Correlating Solid-Electrolyte Interface Composition to Charge Transfer Resistance for Improved Low-Temperature Performance of Lithium-Ion Batteries

Abstract

The adverse impact of low temperatures on Li-ion batteries (LIBs) is a well known challenge. Currently, at subfreezing temperatures, the efficiency of conventional LIBs greatly decreases compared to their room temperature performance, which of course severely limits the performance of applications using LIBs in the colder regions on the planet. From a fundamental perspective, the causes of such performance decreases are yet to be fully understood, but are believed to be related to the ability of ions to move through the various phases (as well as move across phase interfaces) that exist in the battery.Several studies have been conducted to improve the low-temperature performance of LIBs, most of them focusing on using solvents with lower viscosity and higher dielectric constant to promote transport through the electrolyte at the lower temperatures so as to achieve lower bulk resistance (Rbulk) of the cell.

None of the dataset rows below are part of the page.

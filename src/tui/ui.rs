use crate::core::state::App;
use crate::core::view::ViewMode;
use crate::tui::TuiState;
use crate::tui::component::Component;
use crate::tui::components::{FuelBar, RankedList, StationMap, TitleBar};

use ratatui::Frame;
use ratatui::layout::{Constraint, Layout, Rect};
use ratatui::style::{Color, Style};
use ratatui::text::{Line, Span};
use ratatui::widgets::Paragraph;

const HELP_TEXT: &str = "1-4 fuel  0 none  Tab view  m map  l list  r refresh  ↑↓ scroll  x dismiss  q quit";

pub fn draw_ui(frame: &mut Frame, app: &App, tui: &mut TuiState) {
    use Constraint::{Length, Min};
    let advisory_height = if app.advisory.is_some() { 1 } else { 0 };
    let layout = Layout::vertical([
        Length(1),
        Length(1),
        Min(0),
        Length(advisory_height),
        Length(1),
    ]);
    let [title_area, fuel_area, main_area, advisory_area, help_area] =
        layout.areas(frame.area());

    TitleBar::new(
        app.fuel,
        app.mode(),
        app.stations.fetched_at(),
        app.status_message.clone(),
        app.is_loading,
    )
    .render(frame, title_area);

    FuelBar::new(app.fuel).render(frame, fuel_area);

    match app.mode() {
        ViewMode::Spatial => {
            let user = app.position.as_ref().map(|fix| fix.position);
            StationMap::new(tui.pins.stations(), &tui.map, user, app.fuel).render(frame, main_area);
        }
        ViewMode::Ranked => {
            RankedList::new(&tui.ranked, tui.ranked_fuel, &mut tui.ranked_list)
                .render(frame, main_area);
        }
    }

    if let Some(advisory) = &app.advisory {
        draw_advisory(frame, advisory_area, advisory);
    }

    frame.render_widget(
        Paragraph::new(HELP_TEXT).style(Style::default().fg(Color::DarkGray)),
        help_area,
    );
}

fn draw_advisory(frame: &mut Frame, area: Rect, advisory: &str) {
    let line = Line::from(vec![
        Span::styled("⚠ ", Style::default().fg(Color::Yellow)),
        Span::styled(advisory.to_string(), Style::default().fg(Color::Yellow)),
    ]);
    frame.render_widget(line, area);
}
//! # TUI Adapter
//!
//! The ratatui-specific layer. Handles terminal I/O, renders the UI,
//! translates keyboard events into core::Action values and carries out the
//! effects `update()` returns.
//!
//! This is the only module that knows about ratatui and crossterm.
//!
//! ## Event Loop
//!
//! ```text
//! key ──▶ TuiEvent ──▶ Action ──▶ update() ──▶ [Effect]
//!                                   ▲            │
//!                                   │            ├─ Fetch    → tokio task running FetchPipeline
//!                                   │            │             (aborts the superseded one)
//!       FetchCompleted over mpsc ───┘            ├─ Present  → TuiState (PresentationSink)
//!                                                └─ Quit
//! ```
//!
//! Redraws only happen after an event, a finished fetch, or while a fetch
//! is in flight (to keep the loading marker honest).

mod component;
mod components;
mod event;
mod style;
mod ui;

use log::{debug, info, warn};
use std::io::stdout;
use std::sync::{Arc, mpsc};
use std::time::{Duration, Instant};

use crossterm::event::{DisableMouseCapture, EnableMouseCapture};
use crossterm::execute;
use tokio::task::AbortHandle;

use crate::core::action::{Action, Effect, update};
use crate::core::config::ResolvedConfig;
use crate::core::focus::FocusEffect;
use crate::core::fuel::FuelType;
use crate::core::presentation::PresentationSink;
use crate::core::state::App;
use crate::core::state::FetchToken;
use crate::core::station::{Station, StationCollection};
use crate::core::view::ViewMode;
use crate::location::{FixedPosition, NoPosition, PositionProvider};
use crate::stations::providers::HttpStationSource;
use crate::stations::{FetchPipeline, StationRepository};
use crate::tui::component::EventHandler;
use crate::tui::components::{MapView, RankedListState};
use crate::tui::event::{TuiEvent, poll_event_immediate, poll_event_timeout};

/// TUI-specific presentation state (not part of core business logic).
///
/// Only ever changed through [`PresentationSink`], so what is on screen is
/// exactly what the core last asked for.
pub struct TuiState {
    /// Stations pinned on the map.
    pub pins: StationCollection,
    pub ranked: Vec<Station>,
    pub ranked_fuel: Option<FuelType>,
    pub map: MapView,
    pub ranked_list: RankedListState,
}

impl Default for TuiState {
    fn default() -> Self {
        Self::new()
    }
}

impl TuiState {
    pub fn new() -> Self {
        Self {
            pins: StationCollection::empty(),
            ranked: Vec::new(),
            ranked_fuel: None,
            map: MapView::default(),
            ranked_list: RankedListState::new(),
        }
    }
}

impl PresentationSink for TuiState {
    fn place_pins(&mut self, stations: &StationCollection) {
        debug!("Placing {} pins", stations.len());
        self.pins = stations.clone();
        if let Some(origin) = stations.origin() {
            self.map.center = Some(origin);
        }
    }

    fn show_ranked(&mut self, fuel: Option<FuelType>, stations: &[Station]) {
        self.ranked = stations.to_vec();
        self.ranked_fuel = fuel;
        self.ranked_list.reset();
    }

    fn apply_focus(&mut self, effect: &FocusEffect) {
        match effect {
            FocusEffect::CenterOn { position, .. } => self.map.center = Some(*position),
            FocusEffect::RevealDetail { station } => self.map.callout = Some(station.clone()),
            FocusEffect::CancelReveal { station } => {
                if self.map.callout.as_ref() == Some(station) {
                    self.map.callout = None;
                }
            }
        }
    }
}

struct TerminalModeGuard;

impl TerminalModeGuard {
    fn new() -> std::io::Result<Self> {
        execute!(stdout(), EnableMouseCapture)?;
        info!("Terminal modes enabled (mouse)");
        Ok(Self)
    }
}

impl Drop for TerminalModeGuard {
    fn drop(&mut self) {
        let _ = execute!(stdout(), DisableMouseCapture);
    }
}

/// Build the fetch pipeline from a resolved config.
pub fn build_pipeline(config: &ResolvedConfig) -> std::io::Result<FetchPipeline> {
    let source = HttpStationSource::new(
        config.api_base_url.clone(),
        config.radius_m,
        Duration::from_secs(config.api_timeout_secs),
    )
    .map_err(std::io::Error::other)?;
    info!("Station endpoint: {}", source.base_url());

    let positions: Arc<dyn PositionProvider> = match config.device_position {
        Some(position) => Arc::new(FixedPosition(position)),
        None => Arc::new(NoPosition),
    };

    Ok(FetchPipeline::new(
        positions,
        StationRepository::new(Arc::new(source)),
        config.default_position,
        Duration::from_secs(config.location_timeout_secs),
    ))
}

fn to_action(event: &TuiEvent) -> Option<Action> {
    match event {
        TuiEvent::Quit => Some(Action::Quit),
        TuiEvent::SelectFuel(fuel) => Some(Action::SelectFuel(*fuel)),
        TuiEvent::ToggleView => Some(Action::ToggleView),
        TuiEvent::ShowView(mode) => Some(Action::ShowView(*mode)),
        TuiEvent::Refresh => Some(Action::Refresh),
        TuiEvent::DismissAdvisory => Some(Action::DismissAdvisory),
        _ => None,
    }
}

/// Spawns fetches and keeps the newest one abortable. Starting a fetch
/// aborts the one it supersedes.
struct FetchRunner {
    pipeline: FetchPipeline,
    tx: mpsc::Sender<Action>,
    active: Option<AbortHandle>,
}

impl FetchRunner {
    fn new(pipeline: FetchPipeline, tx: mpsc::Sender<Action>) -> Self {
        Self {
            pipeline,
            tx,
            active: None,
        }
    }

    fn start(&mut self, token: FetchToken) {
        if let Some(handle) = self.active.take()
            && !handle.is_finished()
        {
            info!("Aborting superseded fetch");
            handle.abort();
        }
        self.active = Some(spawn_fetch(self.pipeline.clone(), token, self.tx.clone()));
    }
}

/// Runs `action` through the core and carries out the effects.
/// Returns true when the app should quit.
fn dispatch(app: &mut App, tui: &mut TuiState, action: Action, fetches: &mut FetchRunner) -> bool {
    let mut quit = false;
    for effect in update(app, action) {
        match effect {
            Effect::Fetch(token) => fetches.start(token),
            Effect::Present(presentation) => presentation.deliver(tui),
            Effect::Quit => quit = true,
        }
    }
    quit
}

pub fn run(config: ResolvedConfig) -> std::io::Result<()> {
    let pipeline = build_pipeline(&config)?;
    let mut app = App::from_config(&config);
    let mut tui = TuiState::new();
    let refresh_every = config.refresh_secs.filter(|s| *s > 0).map(Duration::from_secs);

    let mut terminal = ratatui::init();
    let _terminal_mode_guard = TerminalModeGuard::new();

    // Channel for actions from background tasks
    let (tx, rx) = mpsc::channel();
    let mut fetches = FetchRunner::new(pipeline, tx);

    let mut should_quit = dispatch(&mut app, &mut tui, Action::Refresh, &mut fetches);
    let mut last_refresh = Instant::now();
    let mut needs_redraw = true;

    while !should_quit {
        if needs_redraw || app.is_loading {
            terminal.draw(|f| ui::draw_ui(f, &app, &mut tui))?;
            needs_redraw = false;
        }

        let timeout = if app.is_loading {
            Duration::from_millis(100)
        } else {
            Duration::from_millis(500)
        };
        let first_event = poll_event_timeout(timeout);
        if first_event.is_some() {
            needs_redraw = true;
        }

        // Process first event + drain ALL pending events before next draw
        for event in first_event
            .into_iter()
            .chain(std::iter::from_fn(poll_event_immediate))
        {
            if let Some(action) = to_action(&event) {
                if matches!(action, Action::Refresh) {
                    last_refresh = Instant::now();
                }
                if dispatch(&mut app, &mut tui, action, &mut fetches) {
                    should_quit = true;
                    break;
                }
            } else if app.mode() == ViewMode::Ranked {
                tui.ranked_list.handle_event(&event);
            }
        }

        if let Some(every) = refresh_every
            && !app.is_loading
            && last_refresh.elapsed() >= every
        {
            info!("Auto refresh after {}s", every.as_secs());
            last_refresh = Instant::now();
            needs_redraw = true;
            should_quit |= dispatch(&mut app, &mut tui, Action::Refresh, &mut fetches);
        }

        // Handle background task actions (finished fetches)
        while let Ok(action) = rx.try_recv() {
            needs_redraw = true;
            debug!("Event loop received: {:?}", action);
            should_quit |= dispatch(&mut app, &mut tui, action, &mut fetches);
        }
    }

    info!("fuelmap shutting down");
    ratatui::restore();
    Ok(())
}

fn spawn_fetch(pipeline: FetchPipeline, token: FetchToken, tx: mpsc::Sender<Action>) -> AbortHandle {
    info!("Spawning fetch (token {})", token.value());
    let handle = tokio::spawn(async move {
        let action = pipeline.run(token).await;
        if tx.send(action).is_err() {
            warn!(
                "Failed to deliver fetch result (token {}): receiver dropped",
                token.value()
            );
        }
    });
    handle.abort_handle()
}
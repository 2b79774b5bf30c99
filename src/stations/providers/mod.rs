pub mod http;

pub use http::HttpStationSource;
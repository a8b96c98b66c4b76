//! Correlation structures shared by the data generator and the knockoff construction.

use ndarray::{Array2, ArrayView2, Axis};

/// The AR(1)-type Toeplitz correlation `Σ_ij = rho^|i-j|`.
pub fn toeplitz_correlation(n_vars: usize, rho: f64) -> Array2<f64> {
    // i32 exponents cover any realistic width; beyond that the entries underflow anyway.
    Array2::from_shape_fn((n_vars, n_vars), |(i, j)| {
        let lag = i.abs_diff(j).min(i32::MAX as usize) as i32;
        rho.powi(lag)
    })
}

/// A sample correlation shrunk towards the identity.
#[derive(Debug, Clone)]
pub struct ShrunkCorrelation {
    pub matrix: Array2<f64>,
    /// Weight on the identity target, in [0, 1].
    pub shrinkage: f64,
}

/// Ledoit–Wolf shrinkage of the sample correlation of a standardized design.
///
/// `z` must have centered, unit-variance columns (constant columns may be all zero).
/// The estimate is `δ I + (1 - δ) S` with `S = zᵀz / n` and the Ledoit–Wolf
/// intensity `δ = min(b̄², d²) / d²`, where `d² = ‖S - I‖²` and
/// `b̄² = n⁻² Σ_i ‖z_i z_iᵀ - S‖²` (Frobenius norms scaled by `1/p`). The
/// diagonal is pinned to 1 so the result is a correlation matrix.
pub fn ledoit_wolf_correlation(z: ArrayView2<f64>) -> ShrunkCorrelation {
    let (n, p) = z.dim();
    if n == 0 || p == 0 {
        return ShrunkCorrelation {
            matrix: Array2::eye(p),
            shrinkage: 1.0,
        };
    }
    let n_f = n as f64;
    let p_f = p as f64;

    let sample = z.t().dot(&z) / n_f;

    let sample_sq_norm: f64 = sample.iter().map(|&v| v * v).sum();
    let distance_sq = sample
        .indexed_iter()
        .map(|((i, j), &v)| {
            let target = if i == j { 1.0 } else { 0.0 };
            (v - target) * (v - target)
        })
        .sum::<f64>()
        / p_f;

    // Σ_i ‖z_i z_iᵀ - S‖² = Σ_i ‖z_i‖⁴ - n ‖S‖², because Σ_i z_i z_iᵀ = n S.
    let fourth_moment: f64 = z
        .axis_iter(Axis(0))
        .map(|row| {
            let sq = row.dot(&row);
            sq * sq
        })
        .sum();
    let spread_sq = ((fourth_moment - n_f * sample_sq_norm) / (n_f * n_f * p_f)).max(0.0);

    let shrinkage = if distance_sq > 0.0 {
        (spread_sq.min(distance_sq) / distance_sq).clamp(0.0, 1.0)
    } else {
        1.0
    };

    let mut matrix = sample * (1.0 - shrinkage);
    for j in 0..p {
        matrix[[j, j]] = 1.0;
    }

    ShrunkCorrelation { matrix, shrinkage }
}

However, our Electrochemical Impedance Spectroscopy (EIS) studies at low temperatures have indicated that it is the charge transfer resistance (Rct) that grows exponentially as we go to sub-zero Celsius temperatures and is responsible for the increase in the total resistance of the cell. EIS on 3-electrode cells have shown that the anode side (Gr) is predominantly responsible for the poor cell performance, necessitating our focus on the charge transfer process in the Gr-electrolyte interface. We observe that the Rct is not only related to the Li-solvation shell but also to the composition of the Solid Electrolyte Interface (SEI). By modifying the electrolyte, such as by changing the salt concentration, adding additives, and changing the solvent, significant changes in the interface and hence in the RSEI and Rct of the cell have been observed. By combining EIS with various techniques like mass spectrometry, differential capacity analysis and SEM, we have been able to better understand the SEI composition and its impact on interfacial resistances. We specifically focus on the influence of SEI composition on the charge-transfer resistance of the cell, correlating the effect of amounts of LiF and carbonates in the SEI with the interfacial performance of the cell. Through these relations, we aim to facilitate the development of electrolytes by having a better understanding of the solvation shells and the SEI composition for low temperature performance.